• _Records for processing_:
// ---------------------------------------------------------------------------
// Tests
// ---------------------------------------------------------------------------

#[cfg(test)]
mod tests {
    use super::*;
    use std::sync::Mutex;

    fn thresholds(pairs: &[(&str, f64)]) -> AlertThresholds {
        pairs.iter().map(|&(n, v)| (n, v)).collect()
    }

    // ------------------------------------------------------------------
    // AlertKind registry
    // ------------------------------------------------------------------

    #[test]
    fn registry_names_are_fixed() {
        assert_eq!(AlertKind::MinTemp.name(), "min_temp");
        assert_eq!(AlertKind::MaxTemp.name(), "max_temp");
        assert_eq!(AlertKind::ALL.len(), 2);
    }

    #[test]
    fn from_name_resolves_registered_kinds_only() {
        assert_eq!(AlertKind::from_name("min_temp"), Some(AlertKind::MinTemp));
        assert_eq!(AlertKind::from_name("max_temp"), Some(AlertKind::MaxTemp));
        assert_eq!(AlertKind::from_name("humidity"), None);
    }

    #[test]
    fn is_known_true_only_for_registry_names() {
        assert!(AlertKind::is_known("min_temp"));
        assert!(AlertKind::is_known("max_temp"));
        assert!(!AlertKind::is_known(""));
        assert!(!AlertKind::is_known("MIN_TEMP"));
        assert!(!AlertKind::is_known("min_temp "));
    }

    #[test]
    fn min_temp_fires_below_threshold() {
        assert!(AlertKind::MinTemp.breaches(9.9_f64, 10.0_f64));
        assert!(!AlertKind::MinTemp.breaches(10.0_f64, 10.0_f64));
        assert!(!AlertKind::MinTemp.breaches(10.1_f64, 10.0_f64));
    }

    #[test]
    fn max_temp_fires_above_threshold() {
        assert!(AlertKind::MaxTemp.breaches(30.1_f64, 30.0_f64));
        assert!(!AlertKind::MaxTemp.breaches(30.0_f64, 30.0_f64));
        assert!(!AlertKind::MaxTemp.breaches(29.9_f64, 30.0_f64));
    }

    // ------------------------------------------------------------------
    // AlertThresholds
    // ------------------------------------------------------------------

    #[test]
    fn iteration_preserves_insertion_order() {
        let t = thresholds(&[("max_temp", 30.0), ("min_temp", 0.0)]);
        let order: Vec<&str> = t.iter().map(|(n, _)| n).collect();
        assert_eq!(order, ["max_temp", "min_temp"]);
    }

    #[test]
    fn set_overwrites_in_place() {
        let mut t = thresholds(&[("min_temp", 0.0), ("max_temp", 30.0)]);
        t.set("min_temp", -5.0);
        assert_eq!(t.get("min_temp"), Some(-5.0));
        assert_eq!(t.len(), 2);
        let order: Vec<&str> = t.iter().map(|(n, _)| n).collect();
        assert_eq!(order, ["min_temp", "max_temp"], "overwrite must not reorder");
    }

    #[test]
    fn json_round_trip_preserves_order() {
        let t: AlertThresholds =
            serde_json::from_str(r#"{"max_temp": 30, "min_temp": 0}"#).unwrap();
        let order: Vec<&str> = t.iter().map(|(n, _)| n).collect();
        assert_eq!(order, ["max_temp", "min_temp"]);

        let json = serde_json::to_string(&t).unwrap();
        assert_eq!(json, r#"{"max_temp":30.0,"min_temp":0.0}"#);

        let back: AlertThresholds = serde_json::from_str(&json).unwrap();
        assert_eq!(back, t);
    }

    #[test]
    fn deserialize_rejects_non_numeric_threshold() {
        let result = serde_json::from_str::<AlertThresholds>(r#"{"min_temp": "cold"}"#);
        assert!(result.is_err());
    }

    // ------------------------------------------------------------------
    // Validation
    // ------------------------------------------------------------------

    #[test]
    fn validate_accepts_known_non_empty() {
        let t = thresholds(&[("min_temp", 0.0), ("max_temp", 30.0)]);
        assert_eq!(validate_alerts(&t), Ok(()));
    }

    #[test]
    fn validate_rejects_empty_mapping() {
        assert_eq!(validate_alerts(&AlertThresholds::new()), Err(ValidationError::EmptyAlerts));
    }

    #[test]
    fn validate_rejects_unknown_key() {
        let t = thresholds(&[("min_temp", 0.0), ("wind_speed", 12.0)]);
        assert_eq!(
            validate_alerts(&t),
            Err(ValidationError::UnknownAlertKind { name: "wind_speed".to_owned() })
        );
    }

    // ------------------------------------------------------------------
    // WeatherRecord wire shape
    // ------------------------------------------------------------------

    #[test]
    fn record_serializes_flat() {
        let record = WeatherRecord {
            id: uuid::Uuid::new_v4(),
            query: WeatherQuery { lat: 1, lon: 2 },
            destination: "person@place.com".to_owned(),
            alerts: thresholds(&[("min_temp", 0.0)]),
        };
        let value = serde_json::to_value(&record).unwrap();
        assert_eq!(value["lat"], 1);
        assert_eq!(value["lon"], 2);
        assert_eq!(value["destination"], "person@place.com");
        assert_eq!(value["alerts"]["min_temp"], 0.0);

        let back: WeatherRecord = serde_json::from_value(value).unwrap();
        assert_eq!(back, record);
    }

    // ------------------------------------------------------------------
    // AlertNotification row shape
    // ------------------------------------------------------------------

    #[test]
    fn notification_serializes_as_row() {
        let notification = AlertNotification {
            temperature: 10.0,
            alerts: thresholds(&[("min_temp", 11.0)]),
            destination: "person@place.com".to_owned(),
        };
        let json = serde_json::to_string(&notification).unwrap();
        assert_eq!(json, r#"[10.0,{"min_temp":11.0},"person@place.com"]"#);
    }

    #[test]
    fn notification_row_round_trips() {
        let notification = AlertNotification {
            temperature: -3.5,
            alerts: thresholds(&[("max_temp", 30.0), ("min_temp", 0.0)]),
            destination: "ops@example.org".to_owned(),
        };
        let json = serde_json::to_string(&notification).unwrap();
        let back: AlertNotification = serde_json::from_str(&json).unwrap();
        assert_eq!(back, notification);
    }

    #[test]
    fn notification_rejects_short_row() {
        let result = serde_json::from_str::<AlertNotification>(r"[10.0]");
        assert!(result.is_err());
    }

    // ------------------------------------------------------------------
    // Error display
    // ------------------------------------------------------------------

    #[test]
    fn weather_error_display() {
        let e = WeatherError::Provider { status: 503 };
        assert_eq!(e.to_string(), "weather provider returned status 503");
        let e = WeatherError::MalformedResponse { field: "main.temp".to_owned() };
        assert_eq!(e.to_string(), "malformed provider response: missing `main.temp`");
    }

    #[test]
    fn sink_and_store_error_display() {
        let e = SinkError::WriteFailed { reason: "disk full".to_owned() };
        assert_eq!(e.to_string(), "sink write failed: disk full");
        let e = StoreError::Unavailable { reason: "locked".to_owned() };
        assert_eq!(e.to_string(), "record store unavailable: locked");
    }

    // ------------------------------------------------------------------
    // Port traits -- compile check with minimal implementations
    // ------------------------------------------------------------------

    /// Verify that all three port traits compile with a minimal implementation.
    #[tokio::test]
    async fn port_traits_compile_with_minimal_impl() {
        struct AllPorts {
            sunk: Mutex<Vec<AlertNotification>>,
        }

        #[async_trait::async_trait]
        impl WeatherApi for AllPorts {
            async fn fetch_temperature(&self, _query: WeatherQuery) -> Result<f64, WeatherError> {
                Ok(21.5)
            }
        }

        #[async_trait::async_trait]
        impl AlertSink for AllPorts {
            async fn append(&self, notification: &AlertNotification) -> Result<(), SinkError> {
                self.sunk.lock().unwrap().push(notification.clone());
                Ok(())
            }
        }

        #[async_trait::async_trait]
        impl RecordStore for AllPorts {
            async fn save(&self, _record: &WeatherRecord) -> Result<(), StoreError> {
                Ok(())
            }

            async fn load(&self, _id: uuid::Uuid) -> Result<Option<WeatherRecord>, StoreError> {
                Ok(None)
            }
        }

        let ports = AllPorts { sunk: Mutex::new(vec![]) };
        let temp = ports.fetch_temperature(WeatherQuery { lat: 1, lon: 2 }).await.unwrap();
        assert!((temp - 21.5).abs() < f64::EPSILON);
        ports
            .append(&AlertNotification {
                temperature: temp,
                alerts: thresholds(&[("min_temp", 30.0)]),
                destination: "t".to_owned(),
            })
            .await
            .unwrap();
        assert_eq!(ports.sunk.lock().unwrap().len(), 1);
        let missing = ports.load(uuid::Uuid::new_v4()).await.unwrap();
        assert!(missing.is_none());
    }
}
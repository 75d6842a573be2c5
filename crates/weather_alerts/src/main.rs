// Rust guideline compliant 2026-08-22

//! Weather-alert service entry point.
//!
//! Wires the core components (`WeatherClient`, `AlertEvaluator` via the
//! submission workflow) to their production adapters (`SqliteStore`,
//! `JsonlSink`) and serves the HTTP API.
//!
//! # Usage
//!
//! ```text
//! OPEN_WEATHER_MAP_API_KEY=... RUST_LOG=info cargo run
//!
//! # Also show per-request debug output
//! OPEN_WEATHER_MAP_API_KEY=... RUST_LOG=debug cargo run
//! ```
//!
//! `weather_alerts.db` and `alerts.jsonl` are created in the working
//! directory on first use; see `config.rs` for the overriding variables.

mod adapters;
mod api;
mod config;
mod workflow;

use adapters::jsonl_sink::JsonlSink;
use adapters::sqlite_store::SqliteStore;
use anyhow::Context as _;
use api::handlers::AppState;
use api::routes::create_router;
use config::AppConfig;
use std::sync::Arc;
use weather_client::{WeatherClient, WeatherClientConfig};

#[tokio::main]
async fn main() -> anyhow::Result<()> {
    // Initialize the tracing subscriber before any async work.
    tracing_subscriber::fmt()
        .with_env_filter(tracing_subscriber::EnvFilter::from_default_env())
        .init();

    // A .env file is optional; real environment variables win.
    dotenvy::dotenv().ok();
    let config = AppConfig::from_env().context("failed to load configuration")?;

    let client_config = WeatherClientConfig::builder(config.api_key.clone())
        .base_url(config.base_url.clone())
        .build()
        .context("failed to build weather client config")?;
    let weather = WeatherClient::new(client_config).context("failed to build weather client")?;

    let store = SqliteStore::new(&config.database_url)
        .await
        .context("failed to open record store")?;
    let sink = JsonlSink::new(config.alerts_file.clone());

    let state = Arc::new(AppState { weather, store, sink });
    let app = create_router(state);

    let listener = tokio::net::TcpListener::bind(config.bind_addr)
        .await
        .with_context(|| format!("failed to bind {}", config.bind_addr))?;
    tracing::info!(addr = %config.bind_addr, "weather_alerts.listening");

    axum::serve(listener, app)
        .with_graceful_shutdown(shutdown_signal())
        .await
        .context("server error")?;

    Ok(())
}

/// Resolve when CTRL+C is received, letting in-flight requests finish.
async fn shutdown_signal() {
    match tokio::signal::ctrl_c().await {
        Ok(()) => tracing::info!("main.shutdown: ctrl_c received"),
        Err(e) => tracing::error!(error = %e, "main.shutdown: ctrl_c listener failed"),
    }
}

• _Task_: Above are the records; copy exactly the lines from the line with "async fn port_traits_compile_with_minimal_impl()" through the line with "async fn fetch_temperature(&self, _query: WeatherQuery)", both included.

• _Written solution_:
    async fn port_traits_compile_with_minimal_impl() {
        struct AllPorts {
            sunk: Mutex<Vec<AlertNotification>>,
        }

        #[async_trait::async_trait]
        impl WeatherApi for AllPorts {
            async fn fetch_temperature(&self, _query: WeatherQuery) -> Result<f64, WeatherError> {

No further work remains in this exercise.